OBJECTIVE: Use plaster, balloons, clamps and rope to explore the automating process of "deformation with binding". The resulting non-objective form (i.e., having no discernible connection to subject matter beyond the work itself) MUST AVOID any and all narrative allusions and remain fixed on only the formal elements of shape/volume, mass/space, texture and colour.

MATERIALS: You will need a minimum of two punching balloons (the ones that have an elastic connected to one end) or four 12-inch helium balloons, a nylon ankle stocking, string, rope, clamps, a yoghurt container, a funnel and an empty two-litre pop bottle.
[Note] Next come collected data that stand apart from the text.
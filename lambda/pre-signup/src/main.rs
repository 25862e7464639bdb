use lambda_runtime::{run, service_fn, Error, LambdaEvent};
use tracing::{error, info};
use tracing_subscriber::EnvFilter;

use signup_shared::{handle_pre_signup, HandlerConfig, PreSignUpEvent};

async fn function_handler(
    event: LambdaEvent<PreSignUpEvent>,
    config: &HandlerConfig,
) -> Result<PreSignUpEvent, Error> {
    let mut response_event = event.payload;

    info!(
        "Pre-signup trigger {:?} for user {:?} with attributes {:?}",
        response_event.header.trigger_source,
        response_event.header.user_name,
        response_event.request.attribute_names()
    );

    match handle_pre_signup(&mut response_event, config) {
        Ok(decision) => {
            info!(
                "Auto-confirmed user {:?} (email verified: {}, phone verified: {})",
                response_event.header.user_name, decision.email_verified, decision.phone_verified
            );
            Ok(response_event)
        }
        Err(e) => {
            // Failing the invocation makes Cognito reject the sign-up
            error!(
                "Failed to handle pre-signup for {:?}: {}",
                response_event.header.user_name, e
            );
            Err(e.into())
        }
    }
}

#[tokio::main]
async fn main() -> Result<(), Error> {
    // Initialize tracing, level from RUST_LOG
    tracing_subscriber::fmt()
        .with_env_filter(
            EnvFilter::try_from_default_env().unwrap_or_else(|_| EnvFilter::new("info")),
        )
        .with_target(false)
        .without_time()
        .init();

    let config = HandlerConfig::from_env()?;
    info!(
        "Starting pre-signup Lambda function - missing attributes policy: {:?}",
        config.missing_attributes
    );

    let config = &config;
    run(service_fn(move |event| function_handler(event, config))).await
}

#[cfg(test)]
mod tests {
    use super::*;
    use lambda_runtime::Context;
    use serde_json::json;
    use signup_shared::MissingAttributesPolicy;

    fn lambda_event(user_attributes: serde_json::Value) -> LambdaEvent<PreSignUpEvent> {
        let payload = serde_json::from_value(json!({
            "version": "1",
            "triggerSource": "PreSignUp_SignUp",
            "region": "us-east-1",
            "userPoolId": "us-east-1_example",
            "userName": "bob",
            "callerContext": {
                "awsSdkVersion": "aws-sdk-unknown-unknown",
                "clientId": "exampleclientid"
            },
            "request": { "userAttributes": user_attributes },
            "response": {}
        }))
        .unwrap();

        LambdaEvent::new(payload, Context::default())
    }

    #[tokio::test]
    async fn test_handler_confirms_and_verifies() {
        let event = lambda_event(json!({ "email": "a@b.com", "phone_number": "+15551234" }));

        let output = function_handler(event, &HandlerConfig::default())
            .await
            .unwrap();

        assert_eq!(output.response.auto_confirm_user, Some(true));
        assert_eq!(output.response.auto_verify_email, Some(true));
        assert_eq!(output.response.auto_verify_phone, Some(true));
    }

    #[tokio::test]
    async fn test_handler_leaves_unsupplied_flags_unset() {
        let event = lambda_event(json!({ "username": "bob" }));

        let output = function_handler(event, &HandlerConfig::default())
            .await
            .unwrap();

        assert_eq!(
            serde_json::to_value(&output.response).unwrap(),
            json!({ "autoConfirmUser": true })
        );
    }

    #[tokio::test]
    async fn test_handler_fails_invocation_when_rejecting() {
        let config = HandlerConfig {
            missing_attributes: MissingAttributesPolicy::Reject,
        };

        let result = function_handler(lambda_event(serde_json::Value::Null), &config).await;

        let err = result.unwrap_err();
        assert!(err.to_string().contains("User attributes missing"));
    }
}
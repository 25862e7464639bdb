pub mod config;
pub mod decision;
pub mod errors;
pub mod models;

pub use config::*;
pub use decision::*;
pub use errors::*;
pub use models::*;
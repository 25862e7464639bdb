use std::str::FromStr;

use crate::SignupError;

pub const MISSING_USER_ATTRIBUTES_VAR: &str = "MISSING_USER_ATTRIBUTES";

/// What to do with an event whose request carries no user attributes.
#[derive(Debug, Clone, Copy, Default, PartialEq, Eq)]
pub enum MissingAttributesPolicy {
    /// Carry on as if the user supplied no attributes at all
    #[default]
    TreatAsEmpty,
    /// Fail the invocation, which fails the sign-up
    Reject,
}

impl FromStr for MissingAttributesPolicy {
    type Err = SignupError;

    fn from_str(value: &str) -> Result<Self, Self::Err> {
        match value.trim().to_ascii_lowercase().as_str() {
            "empty" => Ok(MissingAttributesPolicy::TreatAsEmpty),
            "reject" => Ok(MissingAttributesPolicy::Reject),
            other => Err(SignupError::Configuration(format!(
                "{} must be 'empty' or 'reject', got '{}'",
                MISSING_USER_ATTRIBUTES_VAR, other
            ))),
        }
    }
}

/// Handler configuration, read once per cold start
#[derive(Debug, Clone, Default)]
pub struct HandlerConfig {
    pub missing_attributes: MissingAttributesPolicy,
}

impl HandlerConfig {
    /// Create handler config from the Lambda environment variables set at deploy time
    pub fn from_env() -> Result<Self, SignupError> {
        Self::from_lookup(|key| std::env::var(key).ok())
    }

    /// Create handler config from an arbitrary variable lookup.
    /// Unset and blank variables fall back to their defaults.
    pub fn from_lookup<F>(lookup: F) -> Result<Self, SignupError>
    where
        F: Fn(&str) -> Option<String>,
    {
        let non_blank = |key: &str| lookup(key).filter(|value| !value.trim().is_empty());

        let missing_attributes = match non_blank(MISSING_USER_ATTRIBUTES_VAR) {
            Some(value) => value.parse()?,
            None => MissingAttributesPolicy::default(),
        };

        Ok(Self { missing_attributes })
    }
}
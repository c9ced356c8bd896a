//! Harmony symbols, frames, and figured bass

use serde::{Deserialize, Serialize};

use crate::models::note::Step;

/// A chord symbol: root, kind, optional bass and degree alterations.
#[derive(Debug, Clone, PartialEq, Serialize, Deserialize)]
pub struct Harmony {
    pub root: Option<Root>,
    /// Functional notation (e.g. "V7") as an alternative to a root.
    pub function: Option<String>,
    /// Kind value text, e.g. "major", "dominant", "minor-seventh".
    pub kind: String,
    pub bass: Option<Bass>,
    pub degrees: Vec<Degree>,
    pub frame: Option<Frame>,
}

#[derive(Debug, Clone, PartialEq, Serialize, Deserialize)]
pub struct Root {
    pub step: Step,
    pub alter: Option<f32>,
}

#[derive(Debug, Clone, PartialEq, Serialize, Deserialize)]
pub struct Bass {
    pub step: Step,
    pub alter: Option<f32>,
}

#[derive(Debug, Clone, PartialEq, Serialize, Deserialize)]
pub struct Degree {
    pub value: u8,
    pub alter: Option<f32>,
    pub degree_type: DegreeType,
}

#[derive(Debug, Clone, Copy, PartialEq, Eq, Serialize, Deserialize)]
pub enum DegreeType {
    Add,
    Alter,
    Subtract,
}

impl DegreeType {
    pub fn name(self) -> &'static str {
        match self {
            DegreeType::Add => "add",
            DegreeType::Alter => "alter",
            DegreeType::Subtract => "subtract",
        }
    }

    pub fn from_name(s: &str) -> Option<DegreeType> {
        match s {
            "add" => Some(DegreeType::Add),
            "alter" => Some(DegreeType::Alter),
            "subtract" => Some(DegreeType::Subtract),
            _ => None,
        }
    }
}

/// Fretboard diagram.
#[derive(Debug, Clone, PartialEq, Serialize, Deserialize)]
pub struct Frame {
    pub strings: u8,
    pub frets: u8,
    pub first_fret: Option<u8>,
    pub notes: Vec<FrameNote>,
}

#[derive(Debug, Clone, PartialEq, Serialize, Deserialize)]
pub struct FrameNote {
    pub string: u8,
    pub fret: u8,
    pub fingering: Option<String>,
}

/// Figured bass numbers under a note.
#[derive(Debug, Clone, Default, PartialEq, Serialize, Deserialize)]
pub struct FiguredBass {
    pub figures: Vec<Figure>,
    pub duration: Option<u32>,
    pub parentheses: bool,
}

#[derive(Debug, Clone, Default, PartialEq, Serialize, Deserialize)]
pub struct Figure {
    pub prefix: Option<String>,
    pub number: Option<String>,
    pub suffix: Option<String>,
}
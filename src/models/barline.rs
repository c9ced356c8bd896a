//! Barlines, repeats, and endings

use serde::{Deserialize, Serialize};

use crate::models::common::BackwardForward;

#[derive(Debug, Clone, Default, PartialEq, Serialize, Deserialize)]
pub struct Barline {
    pub location: Option<BarlineLocation>,
    pub bar_style: Option<BarStyle>,
    pub repeat: Option<Repeat>,
    pub ending: Option<Ending>,
}

#[derive(Debug, Clone, Copy, PartialEq, Eq, Serialize, Deserialize)]
pub enum BarlineLocation {
    Left,
    Right,
    Middle,
}

impl BarlineLocation {
    pub fn name(self) -> &'static str {
        match self {
            BarlineLocation::Left => "left",
            BarlineLocation::Right => "right",
            BarlineLocation::Middle => "middle",
        }
    }

    pub fn from_name(s: &str) -> Option<BarlineLocation> {
        match s {
            "left" => Some(BarlineLocation::Left),
            "right" => Some(BarlineLocation::Right),
            "middle" => Some(BarlineLocation::Middle),
            _ => None,
        }
    }
}

#[derive(Debug, Clone, Copy, PartialEq, Eq, Serialize, Deserialize)]
pub enum BarStyle {
    Regular,
    Dotted,
    Dashed,
    Heavy,
    LightLight,
    LightHeavy,
    HeavyLight,
    HeavyHeavy,
    Tick,
    Short,
    None,
}

impl BarStyle {
    pub fn name(self) -> &'static str {
        match self {
            BarStyle::Regular => "regular",
            BarStyle::Dotted => "dotted",
            BarStyle::Dashed => "dashed",
            BarStyle::Heavy => "heavy",
            BarStyle::LightLight => "light-light",
            BarStyle::LightHeavy => "light-heavy",
            BarStyle::HeavyLight => "heavy-light",
            BarStyle::HeavyHeavy => "heavy-heavy",
            BarStyle::Tick => "tick",
            BarStyle::Short => "short",
            BarStyle::None => "none",
        }
    }

    pub fn from_name(s: &str) -> Option<BarStyle> {
        match s {
            "regular" => Some(BarStyle::Regular),
            "dotted" => Some(BarStyle::Dotted),
            "dashed" => Some(BarStyle::Dashed),
            "heavy" => Some(BarStyle::Heavy),
            "light-light" => Some(BarStyle::LightLight),
            "light-heavy" => Some(BarStyle::LightHeavy),
            "heavy-light" => Some(BarStyle::HeavyLight),
            "heavy-heavy" => Some(BarStyle::HeavyHeavy),
            "tick" => Some(BarStyle::Tick),
            "short" => Some(BarStyle::Short),
            "none" => Some(BarStyle::None),
            _ => None,
        }
    }
}

#[derive(Debug, Clone, PartialEq, Serialize, Deserialize)]
pub struct Repeat {
    pub direction: BackwardForward,
    pub times: Option<u32>,
}

#[derive(Debug, Clone, PartialEq, Serialize, Deserialize)]
pub struct Ending {
    /// Comma-separated list of ending numbers, e.g. "1, 2".
    pub number: String,
    pub ending_type: EndingType,
    pub text: Option<String>,
}

#[derive(Debug, Clone, Copy, PartialEq, Eq, Serialize, Deserialize)]
pub enum EndingType {
    Start,
    Stop,
    Discontinue,
}

impl EndingType {
    pub fn name(self) -> &'static str {
        match self {
            EndingType::Start => "start",
            EndingType::Stop => "stop",
            EndingType::Discontinue => "discontinue",
        }
    }

    pub fn from_name(s: &str) -> Option<EndingType> {
        match s {
            "start" => Some(EndingType::Start),
            "stop" => Some(EndingType::Stop),
            "discontinue" => Some(EndingType::Discontinue),
            _ => None,
        }
    }
}
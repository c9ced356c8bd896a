//! Measure attributes: divisions, key, time, clefs, transposition

use serde::{Deserialize, Serialize};

use crate::models::common::Mode;

/// The `<attributes>` entry. Every field is optional; an attributes entry
/// only restates what changes.
#[derive(Debug, Clone, Default, PartialEq, Serialize, Deserialize)]
pub struct Attributes {
    /// Divisions per quarter note for all durations in this part. Opaque
    /// to the rest of the crate.
    pub divisions: Option<u32>,
    pub key: Option<Key>,
    pub time: Option<Time>,
    pub staves: Option<u32>,
    pub instruments: Option<u32>,
    pub clefs: Vec<Clef>,
    pub transpose: Option<Transpose>,
}

#[derive(Debug, Clone, PartialEq, Serialize, Deserialize)]
pub struct Key {
    /// Position on the circle of fifths, flats negative.
    pub fifths: i8,
    pub mode: Option<Mode>,
}

#[derive(Debug, Clone, PartialEq, Serialize, Deserialize)]
pub struct Time {
    /// Textual to allow additive signatures like "3+2".
    pub beats: String,
    pub beat_type: String,
    pub senza_misura: bool,
}

#[derive(Debug, Clone, PartialEq, Serialize, Deserialize)]
pub struct Clef {
    /// Staff number in multi-staff parts.
    pub number: Option<u32>,
    pub sign: ClefSign,
    pub line: Option<u8>,
    pub clef_octave_change: Option<i8>,
}

#[derive(Debug, Clone, Copy, PartialEq, Eq, Serialize, Deserialize)]
pub enum ClefSign {
    G,
    F,
    C,
    Percussion,
    Tab,
    None,
}

impl ClefSign {
    pub fn name(self) -> &'static str {
        match self {
            ClefSign::G => "G",
            ClefSign::F => "F",
            ClefSign::C => "C",
            ClefSign::Percussion => "percussion",
            ClefSign::Tab => "TAB",
            ClefSign::None => "none",
        }
    }

    pub fn from_name(s: &str) -> Option<ClefSign> {
        match s {
            "G" => Some(ClefSign::G),
            "F" => Some(ClefSign::F),
            "C" => Some(ClefSign::C),
            "percussion" => Some(ClefSign::Percussion),
            "TAB" => Some(ClefSign::Tab),
            "none" => Some(ClefSign::None),
            _ => None,
        }
    }
}

/// Written-to-sounding transposition for a transposing instrument.
#[derive(Debug, Clone, Default, PartialEq, Serialize, Deserialize)]
pub struct Transpose {
    pub diatonic: Option<i8>,
    pub chromatic: i8,
    pub octave_change: Option<i8>,
}

#[cfg(test)]
mod tests {
    use super::*;

    #[test]
    fn test_clef_sign_names() {
        assert_eq!(ClefSign::from_name("G"), Some(ClefSign::G));
        assert_eq!(ClefSign::from_name("TAB"), Some(ClefSign::Tab));
        assert_eq!(ClefSign::from_name("X"), None);
        assert_eq!(ClefSign::Percussion.name(), "percussion");
    }
}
To finish the sculpture, you will need shaping tools, sandpaper, acrylic paint, painting tools, a piece of MDF measuring 8" x 8" x 1", a length of 5/16" threaded metal rod, flat washer, lock washer and nut, a drill with a 3/8" bit, metal hack-saw, bottle of Gorilla Glue (the kind with urethane that turns to an expanding foam when it comes into contact with moisture).

PROCEDURE: First, use only water (without the plaster powder) to conduct a trial run of the steps that you will take. When you feel confident that you can distort the balloon mould without breaking it (this is the reason for the extra balloons), you may begin your work with the actual plaster.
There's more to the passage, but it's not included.